Libération
Jeudi 14 juin 2001, page 18

L'impôt baisse, l'inégalité croît
Deux rapports défendent les fortes impositions des plus hauts salaires.

RAULIN Nathalie

Qui veut s'attaquer aux inégalités doit défendre bec et ongles l'impôt sur le revenu. Laurent Fabius risque de froncer le nez à la lecture de l'un des deux rapports sur les inégalités que le Conseil d'analyse économique (CAE) dévoile aujourd'hui. Depuis quelques semaines, le ministre de l'Economie le répète à l'envi : le gouvernement respectera à la lettre le plan d'allègements des impôts sur trois ans dévoilé l'été dernier. Utile rappel à l'ordre : les alliés pluriels et une frange importante du Parti socialiste n'ont jamais caché leur réticence vis-à-vis d'une mesure phare du plan fiscal, la baisse du barème de l'impôt sur le revenu (IR), y compris pour les tranches supérieures. Au point que PCF, Verts et radicaux avaient menacé à l'automne de ne pas voter le budget 2001.

Le 6 juin, profitant du débat d'orientation budgétaire, tous sont repartis à l'offensive. «Ce ne sont pas les prélèvements que contestent nos concitoyens mais l'injustice, l'opacité et l'inégalité de ces prélèvements», a martelé Jean Vila, député PCF des Pyrénées-Orientales, avant de qualifier d'«inacceptable» la baisse programmée de l'IR. Le député vert du Val-d'Oise, Yves Cochet, lui a prêté main forte : un amendement réclamant l'annulation de la baisse des taux supérieurs d'imposition sera déposé cet automne dans le cadre de l'examen du budget 2002.

Les deux rapports publiés aujourd'hui pourraient bien faire monter la pression de plusieurs crans sur le ministre de l'Economie.

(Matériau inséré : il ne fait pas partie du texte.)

//! Pass-through relays for the OneSignal REST API.
//!
//! Both relays share the same gate: `OPTIONS` answers a bare 200, anything
//! other than `GET` is a 405, and missing credentials are a 500 that never
//! reaches the network. Past the gate the upstream JSON and status are handed
//! back untouched.

mod app;
mod players;

pub use app::{AppInfoRelay, APP_INFO_MANIFEST};
pub use players::{PlayersRelay, DEFAULT_LIMIT, DEFAULT_OFFSET, PLAYERS_MANIFEST};

use crate::function::{FunctionContext, RelayError};
use crate::http::{Method, RelayRequest, RelayResponse, StatusCode};
use crate::relays::cors::ONESIGNAL_CORS;
use crate::upstream::{Fetcher, UpstreamRequest};
use serde::{Deserialize, Serialize};
use tracing::{error, warn};

pub const DEFAULT_API_URL: &str = "https://onesignal.com/api/v1";

pub const METHOD_NOT_ALLOWED_MESSAGE: &str = "Method not allowed";
pub const CONFIG_MISSING_MESSAGE: &str = "OneSignal configuration is missing";
pub const SERVER_ERROR_MESSAGE: &str = "Internal server error";

pub const APP_ID_ENV: &str = "ONESIGNAL_APP_ID";
pub const REST_API_KEY_ENV: &str = "ONESIGNAL_REST_API_KEY";
pub const API_URL_ENV: &str = "ONESIGNAL_API_URL";

/// Credentials and endpoint for the OneSignal REST API.
///
/// Values are injected at construction; relays never read the process
/// environment themselves. Empty strings count as missing.
#[derive(Clone, Serialize, Deserialize)]
pub struct OneSignalConfig {
    /// Application identifier.
    pub app_id: String,
    /// REST API key. Never serialized.
    #[serde(skip_serializing, default)]
    pub rest_api_key: String,
    /// API base URL without a trailing slash.
    #[serde(default = "default_api_url")]
    pub api_url: String,
}

fn default_api_url() -> String {
    DEFAULT_API_URL.to_string()
}

impl Default for OneSignalConfig {
    fn default() -> Self {
        Self {
            app_id: String::new(),
            rest_api_key: String::new(),
            api_url: default_api_url(),
        }
    }
}

impl std::fmt::Debug for OneSignalConfig {
    fn fmt(&self, f: &mut std::fmt::Formatter<'_>) -> std::fmt::Result {
        f.debug_struct("OneSignalConfig")
            .field("app_id", &self.app_id)
            .field("rest_api_key", &"<redacted>")
            .field("api_url", &self.api_url)
            .finish()
    }
}

impl OneSignalConfig {
    /// Create a config for the public API.
    pub fn new(app_id: impl Into<String>, rest_api_key: impl Into<String>) -> Self {
        Self {
            app_id: app_id.into(),
            rest_api_key: rest_api_key.into(),
            ..Self::default()
        }
    }

    /// Point the relays at a different API base.
    pub fn api_url(mut self, api_url: impl Into<String>) -> Self {
        self.api_url = api_url.into().trim_end_matches('/').to_string();
        self
    }

    /// Read `ONESIGNAL_APP_ID`, `ONESIGNAL_REST_API_KEY` and, optionally,
    /// `ONESIGNAL_API_URL`. Unset secrets are left empty so the relays
    /// report the missing configuration per request.
    pub fn from_env() -> Self {
        Self::from_lookup(|key| std::env::var(key).ok())
    }

    /// Same as [`OneSignalConfig::from_env`], reading values through `lookup`.
    pub fn from_lookup<F>(lookup: F) -> Self
    where
        F: Fn(&str) -> Option<String>,
    {
        let config = Self::new(
            lookup(APP_ID_ENV).unwrap_or_default(),
            lookup(REST_API_KEY_ENV).unwrap_or_default(),
        );
        let config = match lookup(API_URL_ENV) {
            Some(url) if !url.trim().is_empty() => config.api_url(url.trim()),
            _ => config,
        };

        if config.credentials().is_none() {
            warn!(
                "{} or {} is not set; OneSignal relays will answer 500",
                APP_ID_ENV, REST_API_KEY_ENV
            );
        }
        config
    }

    /// Both secrets, when both are present and non-empty.
    pub fn credentials(&self) -> Option<Credentials<'_>> {
        if self.app_id.is_empty() || self.rest_api_key.is_empty() {
            return None;
        }
        Some(Credentials {
            app_id: &self.app_id,
            rest_api_key: &self.rest_api_key,
        })
    }
}

/// Borrowed view of a complete credential pair.
#[derive(Debug, Clone, Copy)]
pub struct Credentials<'a> {
    pub app_id: &'a str,
    pub rest_api_key: &'a str,
}

/// Outcome of the method and configuration checks.
enum Gate<'a> {
    Respond(RelayResponse),
    Proceed(Credentials<'a>),
}

fn gate<'a>(request: &RelayRequest, config: &'a OneSignalConfig) -> Gate<'a> {
    match request.method {
        Method::Options => return Gate::Respond(RelayResponse::ok().with_headers(ONESIGNAL_CORS)),
        Method::Get => {}
        _ => {
            return Gate::Respond(
                RelayResponse::error(StatusCode::METHOD_NOT_ALLOWED, METHOD_NOT_ALLOWED_MESSAGE)
                    .with_headers(ONESIGNAL_CORS),
            )
        }
    }

    match config.credentials() {
        Some(credentials) => Gate::Proceed(credentials),
        None => Gate::Respond(
            RelayResponse::error(StatusCode::INTERNAL_SERVER_ERROR, CONFIG_MISSING_MESSAGE)
                .with_headers(ONESIGNAL_CORS),
        ),
    }
}

/// Run the gate, build the upstream call, and forward its JSON.
async fn relay_json<F>(
    config: &OneSignalConfig,
    fetcher: &dyn Fetcher,
    request: RelayRequest,
    ctx: &FunctionContext,
    build: F,
) -> RelayResponse
where
    F: FnOnce(&RelayRequest, &OneSignalConfig, Credentials<'_>) -> Result<UpstreamRequest, RelayError>,
{
    let credentials = match gate(&request, config) {
        Gate::Respond(response) => return response,
        Gate::Proceed(credentials) => credentials,
    };

    let result = match build(&request, config, credentials) {
        Ok(upstream) => forward(fetcher, upstream).await,
        Err(e) => Err(e),
    };

    match result {
        Ok(response) => response.with_headers(ONESIGNAL_CORS),
        Err(e) => {
            error!(
                "OneSignal relay '{}' error: {} [{}]",
                ctx.function_name, e, ctx.request_id
            );
            RelayResponse::error(StatusCode::INTERNAL_SERVER_ERROR, SERVER_ERROR_MESSAGE)
                .with_headers(ONESIGNAL_CORS)
        }
    }
}

/// Issue the call and hand back the upstream JSON under the upstream status.
async fn forward(
    fetcher: &dyn Fetcher,
    upstream: UpstreamRequest,
) -> Result<RelayResponse, RelayError> {
    let response = fetcher.fetch(upstream).await?;
    serde_json::from_slice::<serde_json::Value>(&response.body)?;
    Ok(RelayResponse::json_bytes(response.status, response.body))
}
//! Outbound HTTP: the single upstream call each relay makes.
//!
//! Relays talk to a [`Fetcher`] rather than a concrete client so they can be
//! exercised against a scripted upstream.

mod client;

pub use client::ReqwestFetcher;

use crate::http::StatusCode;
use async_trait::async_trait;
use bytes::Bytes;
use std::collections::HashMap;

/// An outbound GET.
#[derive(Debug, Clone, PartialEq, Eq)]
pub struct UpstreamRequest {
    /// Absolute target URL.
    pub url: String,
    /// Extra request headers, sent in order.
    pub headers: Vec<(String, String)>,
}

impl UpstreamRequest {
    /// Create a GET for `url`.
    pub fn get(url: impl Into<String>) -> Self {
        Self {
            url: url.into(),
            headers: Vec::new(),
        }
    }

    /// Add a header.
    pub fn header(mut self, key: impl Into<String>, value: impl Into<String>) -> Self {
        self.headers.push((key.into(), value.into()));
        self
    }
}

/// A fully buffered upstream response.
#[derive(Debug, Clone)]
pub struct UpstreamResponse {
    /// Upstream status code.
    pub status: StatusCode,
    /// Response headers, names lower-cased.
    pub headers: HashMap<String, String>,
    /// Response body.
    pub body: Bytes,
}

impl UpstreamResponse {
    /// Create a response with the given status and body.
    pub fn new(status: impl Into<StatusCode>, body: impl Into<Bytes>) -> Self {
        Self {
            status: status.into(),
            headers: HashMap::new(),
            body: body.into(),
        }
    }

    /// Add a header.
    pub fn header(mut self, key: impl Into<String>, value: impl Into<String>) -> Self {
        self.headers
            .insert(key.into().to_ascii_lowercase(), value.into());
        self
    }

    /// Get a header value (case-insensitive).
    pub fn get_header(&self, key: &str) -> Option<&str> {
        self.headers
            .get(&key.to_ascii_lowercase())
            .map(String::as_str)
    }
}

/// Performs outbound requests on behalf of a relay.
#[async_trait]
pub trait Fetcher: Send + Sync {
    /// Issue `request` and buffer the full response.
    async fn fetch(&self, request: UpstreamRequest) -> Result<UpstreamResponse, FetchError>;
}

/// Error type for outbound calls (connect, DNS, TLS, body read, bad URL).
#[derive(Debug, Clone)]
pub struct FetchError {
    /// Error message.
    pub message: String,
}

impl FetchError {
    /// Create a new fetch error.
    pub fn new(message: impl Into<String>) -> Self {
        Self {
            message: message.into(),
        }
    }
}

impl std::fmt::Display for FetchError {
    fn fmt(&self, f: &mut std::fmt::Formatter<'_>) -> std::fmt::Result {
        write!(f, "FetchError: {}", self.message)
    }
}

impl std::error::Error for FetchError {}

#[cfg(test)]
pub(crate) mod testing {
    //! Scripted fetcher used by relay unit tests.

    use super::*;
    use std::sync::Mutex;

    /// Replies with a canned result and records every request it sees.
    pub(crate) struct ScriptedFetcher {
        reply: Result<UpstreamResponse, FetchError>,
        seen: Mutex<Vec<UpstreamRequest>>,
    }

    impl ScriptedFetcher {
        pub(crate) fn replying(response: UpstreamResponse) -> Self {
            Self {
                reply: Ok(response),
                seen: Mutex::new(Vec::new()),
            }
        }

        pub(crate) fn failing(message: &str) -> Self {
            Self {
                reply: Err(FetchError::new(message)),
                seen: Mutex::new(Vec::new()),
            }
        }

        pub(crate) fn requests(&self) -> Vec<UpstreamRequest> {
            self.seen.lock().unwrap().clone()
        }
    }

    #[async_trait]
    impl Fetcher for ScriptedFetcher {
        async fn fetch(&self, request: UpstreamRequest) -> Result<UpstreamResponse, FetchError> {
            self.seen.lock().unwrap().push(request);
            self.reply.clone()
        }
    }
}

Le premier, signé par Tony Atkinson, professeur au Nuffield College (Royaume-Uni), Michel Glaude, directeur à l'Insee, et Lucile Olier, conseillère scientifique au CAE, retrace l'évolution des inégalités économiques depuis le début des années 1980. De quoi nourrir le bilan du gouvernement et surtout dissuader l'opposition de faire des inégalités un thème de bataille.

A un détail près : selon les auteurs, le système sociofiscal français a certes gagné en efficacité puisqu'il permet de réduire les inégalités entre les revenus extrêmes de 60 % aujourd'hui, contre seulement 40 % il y a vingt-cinq ans. Toutefois, ce résultat tient surtout à la création des minima sociaux et à un dispositif d'allocations familles et de logements mieux ciblés. Pour cause, l'effet redistributif de l'impôt sur le revenu est passé de 13 % en 1970 à 18 % en 1984 pour revenir à 14 % en 1996, suite à la réforme du barème de 1994, dont les ménages les plus aisés ont fortement bénéficié...

Le second rapport devrait gêner bien davantage Laurent Fabius. Son auteur, Thomas Piketty, décrypte un siècle de déclarations de revenus, de salaires et de patrimoines (lire ci-contre). Conclusion explosive : l'impôt sur les successions, et plus encore l'impôt sur le revenu, ont empêché la reconstitution et la concentration des très grosses fortunes qui prospéraient dans la société sans impôts d'avant 1914. Après 1945, les taux supérieurs des impôts progressifs ont explosé, réduisant les possibilités d'accumulation et de transmission de patrimoines importants.

Mieux encore : «En limitant la concentration du capital et du pouvoir économique, l'impôt progressif peut favoriser l'émergence de nouvelles générations d'entrepreneurs», écrit le chercheur. A contrario, diminuer la progressivité de l'impôt, notamment en haut de l'échelle des revenus, c'est de facto faciliter le retour d'une «catégorie de rentiers», économiquement stérile, et entériner les inégalités de fortune. Pour les socialistes, l'héritage risque d'être lourd à porter.